BusinessPREMIUM

Joburg Water to take over full responsibility for its finances from city

Revenue will be ring-fenced to enable more spending on infrastructure

Residents of Coronationville in Johannesburg collect water at a tanker on February 20 2026. File photo. (Thapelo Morebudi)

Johannesburg Water, an entity in the City of Johannesburg responsible for water and sanitation services in South Africa’s economic hub, has kick-started a process to take over full responsibility for its finances from the city as part of the National Treasury’s metro trading services reforms.

The water utility has sounded out the market, looking to procure revenue experts to assist it in developing and implementing a revenue management model. This is in the context of transitioning from centralised City of Johannesburg group treasury control to ring-fenced accountability.

“Currently billing, credit control and debt collection are centralised at the City of Johannesburg group treasury. All funds received are swept into the City of Johannesburg primary bank account, leaving Johannesburg Water without direct control over its revenue,” the utility says in its tender document.

“In line with National Treasury metro trading services reforms, Johannesburg Water must transition to a single point of management accountability over its revenue management value chain, cash flow and ring-fenced financial operations.

“This reform necessitates a comprehensive revenue management model to maximise revenue generation, collection, billing completeness, leakage reduction and distribution loss management.”

Because the sweeping mechanism cleared Johannesburg Water’s accounts daily, the entity depended on the city to release its operational funds, and the city did not always release these funds timeously. This caused delayed payments to contractors, slowed infrastructure projects and increased the severity of water outages.

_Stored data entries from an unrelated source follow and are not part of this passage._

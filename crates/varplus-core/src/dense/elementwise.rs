//! Element-wise operations on tables
//!
//! Every operation visits the leaves in row-major order and returns a table
//! of the same shape, except [`NdArray::fill`] which works in place.

use super::types::NdArray;
use crate::error::{Result, TableError};
use crate::value::Value;

impl NdArray {
    /// Apply a function to every leaf, returning a new table
    ///
    /// # Examples
    ///
    /// ```
    /// use varplus_core::{NdArray, Value};
    ///
    /// let table = NdArray::from_nested([[1, 2], [3, 4]]).unwrap();
    /// let labels = table.apply(|v| Value::from(format!("#{v}")));
    /// assert_eq!(labels.get(&[1, 0]).unwrap(), &Value::from("#3"));
    /// ```
    pub fn apply<F>(&self, f: F) -> Self
    where
        F: Fn(&Value) -> Value,
    {
        Self::from_parts(self.shape.clone(), self.data.iter().map(f).collect())
    }

    /// Apply a fallible function to every leaf
    ///
    /// Stops at the first error in row-major order.
    pub fn try_apply<F>(&self, f: F) -> Result<Self>
    where
        F: Fn(&Value) -> Result<Value>,
    {
        let data = self.data.iter().map(f).collect::<Result<Vec<_>>>()?;
        Ok(Self::from_parts(self.shape.clone(), data))
    }

    /// Substitute leaves through a lookup table
    ///
    /// A leaf equal to a key is replaced by the paired value; numeric keys
    /// match by value, so `1` matches `1.0`. Leaves without a matching key
    /// are kept. The first matching pair wins.
    ///
    /// # Examples
    ///
    /// ```
    /// use varplus_core::{NdArray, Value};
    ///
    /// let table = NdArray::from_nested([1, 2, 3]).unwrap();
    /// let mapped = table.map_values(&[
    ///     (Value::Float(1.0), Value::from("one")),
    ///     (Value::Int(3), Value::from("three")),
    /// ]);
    /// assert_eq!(mapped.to_flat_vec(), vec![
    ///     Value::from("one"),
    ///     Value::Int(2),
    ///     Value::from("three"),
    /// ]);
    /// ```
    pub fn map_values(&self, mapping: &[(Value, Value)]) -> Self {
        self.apply(|v| {
            mapping
                .iter()
                .find(|(key, _)| key.loose_eq(v))
                .map_or_else(|| v.clone(), |(_, mapped)| mapped.clone())
        })
    }

    /// Set every leaf to `value` in place
    pub fn fill(&mut self, value: impl Into<Value>) {
        let value = value.into();
        self.data.iter_mut().for_each(|x| *x = value.clone());
    }

    /// Leafwise numeric addition of two equally shaped tables
    ///
    /// # Errors
    ///
    /// - [`TableError::Shape`] if the shapes differ
    /// - [`TableError::Type`] if a pair of leaves is not numeric
    ///
    /// # Examples
    ///
    /// ```
    /// use varplus_core::NdArray;
    ///
    /// let a = NdArray::from_nested([[1, 2], [3, 4]]).unwrap();
    /// let b = NdArray::from_nested([[10, 20], [30, 40]]).unwrap();
    /// assert_eq!(a.add(&b).unwrap(), NdArray::from_nested([[11, 22], [33, 44]]).unwrap());
    /// ```
    pub fn add(&self, other: &NdArray) -> Result<Self> {
        if !self.same_shape(other) {
            return Err(TableError::shape(format!(
                "cannot add tables of shapes {:?} and {:?}",
                self.shape(),
                other.shape()
            )));
        }
        let data = self
            .data
            .iter()
            .zip(&other.data)
            .map(|(a, b)| a.checked_add(b))
            .collect::<Result<Vec<_>>>()?;
        Ok(Self::from_parts(self.shape.clone(), data))
    }

    /// Multiply every leaf by a numeric scalar
    ///
    /// # Errors
    ///
    /// Returns [`TableError::Type`] if the scalar or any leaf is not numeric.
    ///
    /// # Examples
    ///
    /// ```
    /// use varplus_core::{NdArray, Value};
    ///
    /// let table = NdArray::from_nested([1, 2, 3]).unwrap();
    /// let scaled = table.multiply_scalar(2.5).unwrap();
    /// assert_eq!(scaled.first(), Some(&Value::Float(2.5)));
    /// ```
    pub fn multiply_scalar(&self, scalar: impl Into<Value>) -> Result<Self> {
        let scalar = scalar.into();
        self.try_apply(|v| v.checked_mul(&scalar))
    }
}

This reform necessitates a comprehensive revenue management model to maximise revenue generation, collection, billing completeness, leakage reduction and distribution loss management.

—  Joburg Water

The reforms are backed by R54bn in performance-linked grants, which forces metros to ring-fence revenue for infrastructure investment, aiming to unlock R100bn in investment.

The National Treasury launched the reforms in March in a major bid to address the declining performance of water, electricity and solid waste services in the country’s eight metros — which together account for over two-thirds of economic activity in South Africa and are where more than four in every 10 people live.

The reforms are backed by R54bn in performance-linked grants, which forces metros to ring-fence revenue for infrastructure investment, aiming to unlock R100bn in investment.

The Treasury and the auditor-general last year told parliament that it was critical to ring-fence Johannesburg Water’s revenue and establish clear service-level agreements with the City of Johannesburg as part of critical reforms.

The Treasury in particular attributed Johannesburg Water’s long-term decline to weak municipal governance, poor capital budgeting and a failure to treat the entity as a self-sustaining business, which had led to chronic under-investment in infrastructure.

The City of Johannesburg budget for 2025/26 estimates the city will collect R11.9bn in revenue for water but will spend only R1.3bn on water infrastructure — less than 10% — an anomaly that the Treasury is looking to fix via the reforms.

Pipe bursts increased from 20,729 in 2023/24 to 33,436 in 2024/25, with only 67% of bursts fixed within the 48-hour target against an 85% target

Johannesburg Water, the biggest of the metro water entities, services at least 4.5-million people and is responsible for distributing 1.6-billion to 1.7-billion litres of potable water daily.

However, the entity’s network infrastructure is deteriorating at an accelerating pace. Pipe bursts increased from 20,729 in 2023/24 to 33,436 in 2024/25, with only 67% of bursts fixed within the 48-hour target against an 85% target.

The lead revenue expert Johannesburg Water is looking for is also expected to develop a detailed project implementation plan and assess the current billing, credit control and debt collection systems.

The exercise will also see the consultants perform customer billing data cleansing and reconciliation with property information and provide advice on:

  • tariff structures;
  • credit control policies; and
  • debt collection strategies.

To manage the transition, the consultants will be required to develop a plan to shift accountability from the City of Johannesburg treasury to Johannesburg Water and design a ring-fenced bank account structure and cash flow protocols.